//! Weighted selection among `mapgen_choice` entities in a freshly placed tile.

use rand::distributions::{Distribution, WeightedIndex};
use rand::rngs::StdRng;
use map::Map;

const CHOICE_KEY: &str = "mapgen_choice";

/// Scans `tile`'s entities for the `mapgen_choice` key (a string parseable
/// as a positive float weight). If any entity carries it, picks exactly one
/// by weighted random selection, strips the key from the winner, and drops
/// every other entity that carried the key. Entities without the key are
/// untouched. Uses `rng` without disturbing the caller's subsequent draws
/// beyond this call: the caller is expected to snapshot/restore around it
/// the same way the upstream tooling saves and restores random state around
/// this same step.
pub fn apply_variants(tile: &mut Map, rng: &mut StdRng) {
    let mut choice_indices = Vec::new();
    let mut weights = Vec::new();

    for (index, entity) in tile.entities.iter().enumerate() {
        let Some(raw) = entity.attributes.get(CHOICE_KEY) else {
            continue;
        };
        let Ok(weight) = raw.parse::<f64>() else {
            continue;
        };
        if weight <= 0.0 {
            continue;
        }
        choice_indices.push(index);
        weights.push(weight);
    }

    if choice_indices.is_empty() {
        return;
    }

    let Ok(dist) = WeightedIndex::new(&weights) else {
        return;
    };
    let winner = choice_indices[dist.sample(rng)];

    let mut kept = Vec::with_capacity(tile.entities.len());
    for (index, mut entity) in tile.entities.drain(..).enumerate() {
        if choice_indices.contains(&index) && index != winner {
            continue;
        }
        if index == winner {
            entity.attributes.shift_remove(CHOICE_KEY);
        }
        kept.push(entity);
    }
    tile.entities = kept;
}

> **WHAT NEEDS TO BE DONE**
The answer should be the full set of records, reproduced exactly.

> **RESULT OF THIS EXERCISE**
//! Weighted selection among `mapgen_choice` entities in a freshly placed tile.

use rand::distributions::{Distribution, WeightedIndex};
use rand::rngs::StdRng;
use map::Map;

const CHOICE_KEY: &str = "mapgen_choice";

/// Scans `tile`'s entities for the `mapgen_choice` key (a string parseable
/// as a positive float weight). If any entity carries it, picks exactly one
/// by weighted random selection, strips the key from the winner, and drops
/// every other entity that carried the key. Entities without the key are
/// untouched. Uses `rng` without disturbing the caller's subsequent draws
/// beyond this call: the caller is expected to snapshot/restore around it
/// the same way the upstream tooling saves and restores random state around
/// this same step.
pub fn apply_variants(tile: &mut Map, rng: &mut StdRng) {
    let mut choice_indices = Vec::new();
    let mut weights = Vec::new();

    for (index, entity) in tile.entities.iter().enumerate() {
        let Some(raw) = entity.attributes.get(CHOICE_KEY) else {
            continue;
        };
        let Ok(weight) = raw.parse::<f64>() else {
            continue;
        };
        if weight <= 0.0 {
            continue;
        }
        choice_indices.push(index);
        weights.push(weight);
    }

    if choice_indices.is_empty() {
        return;
    }

    let Ok(dist) = WeightedIndex::new(&weights) else {
        return;
    };
    let winner = choice_indices[dist.sample(rng)];

    let mut kept = Vec::with_capacity(tile.entities.len());
    for (index, mut entity) in tile.entities.drain(..).enumerate() {
        if choice_indices.contains(&index) && index != winner {
            continue;
        }
        if index == winner {
            entity.attributes.shift_remove(CHOICE_KEY);
        }
        kept.push(entity);
    }
    tile.entities = kept;
}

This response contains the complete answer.